The circumstances are extraordinary. Your Budget is abandoned. It was obviously unnecessary for the hon. Gentleman to move his Amendment, because he had won his victory without having to do so; but the result of his victory is that the whole of your scheme has practically been torn up. Your scheme, roughly speaking, was to introduce an entirely new system of rating in this country, and on the condition that was introduced certain money was to find its way into the ratepayers' pockets. I have asked about the Income Tax, and I hope that I shall have an answer. I have asked about the Irish Grant, and I hope that I shall have an answer. I asked the President of the Local Government Board, while he was speaking, a question to which he gave an answer which was not satisfactory. I asked what effect these changes would have upon the Agricultural Rates Act? I did not gather from his answer that the Government themselves quite understand. He pointed out, as is quite true, that the Agricultural Rates Act does not in itself, under your late proposals, come to an end until April, but you have got to say to-day, as the result of tearing up one-half of your scheme, what you are going to do under the Agricultural Rates Act in the future. Are you going to leave matters undisturbed? These are answers we must have.

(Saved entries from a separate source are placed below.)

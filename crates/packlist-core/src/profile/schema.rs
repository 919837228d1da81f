use serde::{Deserialize, Serialize};

/// Language-specific labels used to recognize an order document.
///
/// Header labels are matched exactly against trimmed header cells.
#[derive(Debug, Clone, PartialEq, Eq, Serialize, Deserialize)]
pub struct Profile {
    pub name: String,
    pub version: String,
    #[serde(default)]
    pub description: Option<String>,
    /// Label preceding the shipment order number in paragraph text.
    pub order_label: String,
    pub name_header: String,
    pub qty_header: String,
    /// Preferred barcode column.
    pub barcode_header: String,
    /// Used when `barcode_header` is missing from a table.
    #[serde(default)]
    pub linked_code_header: Option<String>,
    /// Rows whose name contains any of these are summary rows.
    #[serde(default)]
    pub summary_markers: Vec<String>,
    pub placeholder_name: String,
    pub unknown_order_id: String,
}
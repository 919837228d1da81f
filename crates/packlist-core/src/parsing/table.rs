use crate::extraction::Table;
use crate::model::LineItem;
use crate::parsing::values::{norm, parse_quantity};
use crate::profile::schema::Profile;

/// Column positions resolved from a table's header row.
#[derive(Debug, Clone, Copy, PartialEq, Eq)]
pub struct Columns {
    pub name: usize,
    pub qty: usize,
    pub barcode: Option<usize>,
    /// True when `barcode` points at the linked-code column.
    pub barcode_fallback: bool,
}

impl Columns {
    /// Highest column index a data row must reach.
    fn max_index(&self) -> usize {
        self.name.max(self.qty).max(self.barcode.unwrap_or(0))
    }
}

/// Items and warnings extracted from one table.
#[derive(Debug, Clone, Default, PartialEq, Eq)]
pub struct TableItems {
    /// False when the header row lacks the name or quantity column.
    pub recognized: bool,
    pub items: Vec<LineItem>,
    pub warnings: Vec<String>,
}

/// Locate the required columns in a header row.
///
/// Returns None unless both the product-name and quantity headers are
/// present. Matching is exact on trimmed cells; the first occurrence wins.
pub fn resolve_columns(header: &[String], profile: &Profile) -> Option<Columns> {
    let position = |label: &str| header.iter().position(|h| norm(h) == label.trim());

    let name = position(&profile.name_header)?;
    let qty = position(&profile.qty_header)?;

    let primary = position(&profile.barcode_header);
    let fallback = match primary {
        Some(_) => None,
        None => profile.linked_code_header.as_deref().and_then(position),
    };

    Some(Columns {
        name,
        qty,
        barcode: primary.or(fallback),
        barcode_fallback: fallback.is_some(),
    })
}

/// Extract validated line items from one table.
///
/// Unrecognized tables yield nothing and no warnings. Data rows are
/// dropped when they are short or summary rows (silently), without a
/// positive quantity (warning) or without a barcode (warning). A fully
/// blank row has no quantity, so it warns too.
pub fn parse_table(table: &Table, profile: &Profile) -> TableItems {
    let Some(header) = table.header() else {
        return TableItems::default();
    };
    let Some(columns) = resolve_columns(header, profile) else {
        log::debug!(
            "skipping table without '{}'/'{}' headers",
            profile.name_header,
            profile.qty_header
        );
        return TableItems::default();
    };

    let mut result = TableItems {
        recognized: true,
        ..Default::default()
    };

    if columns.barcode_fallback {
        result.warnings.push(format!(
            "'{}' column not found, using '{}' as barcode",
            profile.barcode_header,
            profile.linked_code_header.as_deref().unwrap_or_default()
        ));
    } else if columns.barcode.is_none() {
        log::debug!("table has no barcode column; every row will be dropped");
    }

    for (i, cells) in table.data_rows().iter().enumerate() {
        // 1-based, counting the header row
        let row_number = i + 2;

        if cells.len() <= columns.max_index() {
            continue;
        }

        let name = norm(&cells[columns.name]);
        let qty_raw = norm(&cells[columns.qty]);
        let barcode = columns.barcode.map(|idx| norm(&cells[idx])).unwrap_or("");

        if profile.summary_markers.iter().any(|m| name.contains(m.as_str())) {
            continue;
        }

        let display_name = if name.is_empty() {
            profile.placeholder_name.as_str()
        } else {
            name
        };

        let qty = parse_quantity(qty_raw);
        if qty == 0 {
            result.warnings.push(format!(
                "row {row_number} ({display_name}): invalid quantity '{qty_raw}', skipped"
            ));
            continue;
        }

        if barcode.is_empty() {
            result.warnings.push(format!(
                "row {row_number} ({display_name}): missing barcode, skipped"
            ));
            continue;
        }

        result.items.push(LineItem {
            barcode: barcode.to_string(),
            name: display_name.to_string(),
            qty,
        });
    }

    result
}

The President of the Local Government board followed the line which has been followed consistently on that side, and which has caused half the difficulty and half the confusion in which we are placed. I am confident that hon. Gentlemen opposite know as little of the practical effect and the real working of these Budget proposals as we do. They have been, the right hon. Gentleman told us, examined by certain local authorities who have come to conclusions about them. Yes, but what Clause or paragraph has invariably been in the reports of these local authorities? They have said, "It is impossible for us to be sure what we are considering because so much of it is vague." The President of the Local Government Board devoted a great part of his speech to demonstrating certain facts which nobody disputes. Nobody disputes, for instance, the desirability of social reform or the desirability of taxing the rich for the benefit of the poor, if you can do it. All these things are admitted by everybody, provided you can do them fairly and justly; but we want to know how, under your scheme, you propose that the relief you say you are going to give to the ratepayers is to find its way into the pockets of the ratepayers. It is quite easy—we have seen it this year—for a Government to come down to the House of Commons and say that they are going to raise immense new revenue, but raising the money is only a part, a small part, of the work of dealing with local taxation, and what you ought to do—and what the President of the Local Government Board wholly failed to do to-day—is to show that under your system the relief which you are going to give will really pass into the pockets of the overburdened ratepayers. The President of the Local Government Board in his speech to-day proved nothing of the kind, and I concur in what the hon. Gentleman said and believe, even if your scheme had stood and you had gone on with the whole of your programme, that none of this money would have found its way into the pockets of the ratepayers for the relief of the burdens under which they are now suffering.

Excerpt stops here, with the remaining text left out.